**ABOUT THIS EXERCISE:**
Copy the data. Keep every character as given.

DATA IN THIS EXERCISE START

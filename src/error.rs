//! Error types and HTTP error response handling.
//!
//! This module defines all application errors and how they are converted
//! into HTTP responses with appropriate status codes and JSON bodies.

use axum::{
    Json,
    http::StatusCode,
    response::{IntoResponse, Response},
};
use serde_json::json;

/// Application-wide error type.
///
/// This enum represents all possible errors that can occur in the application.
/// Each variant maps to a specific HTTP status code and error message.
///
/// # Error Categories
///
/// - **Configuration Errors**: Required connection parameters missing; fatal at startup
/// - **Database Errors**: Any sqlx::Error from pool or query operations
/// - **Validation Errors**: Caller-supplied fields fail business rules
/// - **Referential Integrity Errors**: A referenced entity does not exist
/// - **Resource Errors**: An update or lookup targets an id with no matching row
/// - **Argument Errors**: Structurally invalid input such as a non-positive id
#[derive(Debug, thiserror::Error)]
pub enum AppError {
    /// Required connection parameters were missing at startup.
    ///
    /// This error is fatal: it is raised before the server begins
    /// accepting requests, never during normal operation.
    #[error("Configuration error: {0}")]
    Config(String),

    /// Database operation failed (e.g., connection error, query error).
    ///
    /// This wraps any sqlx::Error using the `#[from]` attribute, which
    /// automatically implements `From<sqlx::Error> for AppError`. Pool
    /// exhaustion (`PoolTimedOut`) and pool shutdown (`PoolClosed`) travel
    /// through this variant as well.
    #[error("Database error: {0}")]
    Database(#[from] sqlx::Error),

    /// Caller-supplied fields failed a business validation rule.
    ///
    /// Returns HTTP 400 Bad Request. The String names the first violated
    /// rule; validation always runs before any persistence attempt.
    #[error("Validation error: {0}")]
    Validation(String),

    /// A referenced entity (the book's author) does not exist.
    ///
    /// Returns HTTP 422 Unprocessable Entity. Checked explicitly before
    /// dependent writes.
    #[error("Referential integrity error: {0}")]
    ReferentialIntegrity(String),

    /// Requested entity does not exist.
    ///
    /// Returns HTTP 404 Not Found.
    #[error("{0}")]
    NotFound(String),

    /// Request parameter is structurally invalid (e.g., id <= 0).
    ///
    /// Returns HTTP 400 Bad Request.
    #[error("Invalid argument: {0}")]
    InvalidArgument(String),
}

/// Convert AppError into an HTTP response.
///
/// This implementation allows Axum handlers to return `Result<T, AppError>`
/// and have errors automatically converted to proper HTTP responses.
///
/// # Response Format
///
/// All errors return JSON in this format:
/// ```json
/// {
///   "error": {
///     "code": "error_type",
///     "message": "Human-readable error message"
///   }
/// }
/// ```
///
/// # Status Code Mapping
///
/// - `Validation` → 400 Bad Request
/// - `InvalidArgument` → 400 Bad Request
/// - `NotFound` → 404 Not Found
/// - `ReferentialIntegrity` → 422 Unprocessable Entity
/// - `Database(PoolTimedOut | PoolClosed)` → 503 Service Unavailable
/// - `Database` / `Config` → 500 Internal Server Error (hides details from client)
impl IntoResponse for AppError {
    fn into_response(self) -> Response {
        // Map each error variant to (HTTP status, error code, message)
        let (status, code, message) = match self {
            AppError::Validation(ref msg) => {
                (StatusCode::BAD_REQUEST, "validation_error", msg.clone())
            }
            AppError::InvalidArgument(ref msg) => {
                (StatusCode::BAD_REQUEST, "invalid_argument", msg.clone())
            }
            AppError::NotFound(_) => (StatusCode::NOT_FOUND, "not_found", self.to_string()),
            AppError::ReferentialIntegrity(ref msg) => (
                StatusCode::UNPROCESSABLE_ENTITY,
                "referential_integrity_error",
                msg.clone(),
            ),
            AppError::Database(sqlx::Error::PoolTimedOut | sqlx::Error::PoolClosed) => (
                StatusCode::SERVICE_UNAVAILABLE,
                "service_unavailable",
                "No database connection available".to_string(),
            ),
            AppError::Database(_) | AppError::Config(_) => (
                StatusCode::INTERNAL_SERVER_ERROR,
                "internal_error",
                "An internal error occurred".to_string(),
            ),
        };

        // Build JSON response body
        let body = Json(json!({
            "error": {
                "code": code,
                "message": message
            }
        }));

        // Return the response with status code and JSON body
        (status, body).into_response()
    }
}

#[cfg(test)]
mod tests {
    use super::*;

    #[test]
    fn validation_error_maps_to_bad_request() {
        let response = AppError::Validation("title cannot be empty".into()).into_response();
        assert_eq!(response.status(), StatusCode::BAD_REQUEST);
    }

    #[test]
    fn invalid_argument_maps_to_bad_request() {
        let response = AppError::InvalidArgument("id must be positive".into()).into_response();
        assert_eq!(response.status(), StatusCode::BAD_REQUEST);
    }

    #[test]
    fn not_found_maps_to_404() {
        let response = AppError::NotFound("author with id 7 not found".into()).into_response();
        assert_eq!(response.status(), StatusCode::NOT_FOUND);
    }

    #[test]
    fn referential_integrity_maps_to_unprocessable_entity() {
        let response =
            AppError::ReferentialIntegrity("author with id 7 does not exist".into())
                .into_response();
        assert_eq!(response.status(), StatusCode::UNPROCESSABLE_ENTITY);
    }

    #[test]
    fn pool_timeout_maps_to_service_unavailable() {
        let response = AppError::Database(sqlx::Error::PoolTimedOut).into_response();
        assert_eq!(response.status(), StatusCode::SERVICE_UNAVAILABLE);
    }

    #[test]
    fn other_database_errors_map_to_internal_error() {
        let response = AppError::Database(sqlx::Error::RowNotFound).into_response();
        assert_eq!(response.status(), StatusCode::INTERNAL_SERVER_ERROR);
    }
}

DATA IN THIS EXERCISE END

**WORKED SOLUTION:**
filename src/error.rs
//! Error types and HTTP error response handling.
//!
//! This module defines all application errors and how they are converted
//! into HTTP responses with appropriate status codes and JSON bodies.

use axum::{
    Json,
    http::StatusCode,
    response::{IntoResponse, Response},
};
use serde_json::json;

/// Application-wide error type.
///
/// This enum represents all possible errors that can occur in the application.
/// Each variant maps to a specific HTTP status code and error message.
///
/// # Error Categories
///
/// - **Configuration Errors**: Required connection parameters missing; fatal at startup
/// - **Database Errors**: Any sqlx::Error from pool or query operations
/// - **Validation Errors**: Caller-supplied fields fail business rules
/// - **Referential Integrity Errors**: A referenced entity does not exist
/// - **Resource Errors**: An update or lookup targets an id with no matching row
/// - **Argument Errors**: Structurally invalid input such as a non-positive id
#[derive(Debug, thiserror::Error)]
pub enum AppError {
    /// Required connection parameters were missing at startup.
    ///
    /// This error is fatal: it is raised before the server begins
    /// accepting requests, never during normal operation.
    #[error("Configuration error: {0}")]
    Config(String),

    /// Database operation failed (e.g., connection error, query error).
    ///
    /// This wraps any sqlx::Error using the `#[from]` attribute, which
    /// automatically implements `From<sqlx::Error> for AppError`. Pool
    /// exhaustion (`PoolTimedOut`) and pool shutdown (`PoolClosed`) travel
    /// through this variant as well.
    #[error("Database error: {0}")]
    Database(#[from] sqlx::Error),

    /// Caller-supplied fields failed a business validation rule.
    ///
    /// Returns HTTP 400 Bad Request. The String names the first violated
    /// rule; validation always runs before any persistence attempt.
    #[error("Validation error: {0}")]
    Validation(String),

    /// A referenced entity (the book's author) does not exist.
    ///
    /// Returns HTTP 422 Unprocessable Entity. Checked explicitly before
    /// dependent writes.
    #[error("Referential integrity error: {0}")]
    ReferentialIntegrity(String),

    /// Requested entity does not exist.
    ///
    /// Returns HTTP 404 Not Found.
    #[error("{0}")]
    NotFound(String),

    /// Request parameter is structurally invalid (e.g., id <= 0).
    ///
    /// Returns HTTP 400 Bad Request.
    #[error("Invalid argument: {0}")]
    InvalidArgument(String),
}

/// Convert AppError into an HTTP response.
///
/// This implementation allows Axum handlers to return `Result<T, AppError>`
/// and have errors automatically converted to proper HTTP responses.
///
/// # Response Format
///
/// All errors return JSON in this format:
/// ```json
/// {
///   "error": {
///     "code": "error_type",
///     "message": "Human-readable error message"
///   }
/// }
/// ```
///
/// # Status Code Mapping
///
/// - `Validation` → 400 Bad Request
/// - `InvalidArgument` → 400 Bad Request
/// - `NotFound` → 404 Not Found
/// - `ReferentialIntegrity` → 422 Unprocessable Entity
/// - `Database(PoolTimedOut | PoolClosed)` → 503 Service Unavailable
/// - `Database` / `Config` → 500 Internal Server Error (hides details from client)
impl IntoResponse for AppError {
    fn into_response(self) -> Response {
        // Map each error variant to (HTTP status, error code, message)
        let (status, code, message) = match self {
            AppError::Validation(ref msg) => {
                (StatusCode::BAD_REQUEST, "validation_error", msg.clone())
            }
            AppError::InvalidArgument(ref msg) => {
                (StatusCode::BAD_REQUEST, "invalid_argument", msg.clone())
            }
            AppError::NotFound(_) => (StatusCode::NOT_FOUND, "not_found", self.to_string()),
            AppError::ReferentialIntegrity(ref msg) => (
                StatusCode::UNPROCESSABLE_ENTITY,
                "referential_integrity_error",
                msg.clone(),
            ),
            AppError::Database(sqlx::Error::PoolTimedOut | sqlx::Error::PoolClosed) => (
                StatusCode::SERVICE_UNAVAILABLE,
                "service_unavailable",
                "No database connection available".to_string(),
            ),
            AppError::Database(_) | AppError::Config(_) => (
                StatusCode::INTERNAL_SERVER_ERROR,
                "internal_error",
                "An internal error occurred".to_string(),
            ),
        };

        // Build JSON response body
        let body = Json(json!({
            "error": {
                "code": code,
                "message": message
            }
        }));

        // Return the response with status code and JSON body
        (status, body).into_response()
    }
}

#[cfg(test)]
mod tests {
    use super::*;

    #[test]
    fn validation_error_maps_to_bad_request() {
        let response = AppError::Validation("title cannot be empty".into()).into_response();
        assert_eq!(response.status(), StatusCode::BAD_REQUEST);
    }

    #[test]
    fn invalid_argument_maps_to_bad_request() {
        let response = AppError::InvalidArgument("id must be positive".into()).into_response();
        assert_eq!(response.status(), StatusCode::BAD_REQUEST);
    }

    #[test]
    fn not_found_maps_to_404() {
        let response = AppError::NotFound("author with id 7 not found".into()).into_response();
        assert_eq!(response.status(), StatusCode::NOT_FOUND);
    }

    #[test]
    fn referential_integrity_maps_to_unprocessable_entity() {
        let response =
            AppError::ReferentialIntegrity("author with id 7 does not exist".into())
                .into_response();
        assert_eq!(response.status(), StatusCode::UNPROCESSABLE_ENTITY);
    }

    #[test]
    fn pool_timeout_maps_to_service_unavailable() {
        let response = AppError::Database(sqlx::Error::PoolTimedOut).into_response();
        assert_eq!(response.status(), StatusCode::SERVICE_UNAVAILABLE);
    }

    #[test]
    fn other_database_errors_map_to_internal_error() {
        let response = AppError::Database(sqlx::Error::RowNotFound).into_response();
        assert_eq!(response.status(), StatusCode::INTERNAL_SERVER_ERROR);
    }
}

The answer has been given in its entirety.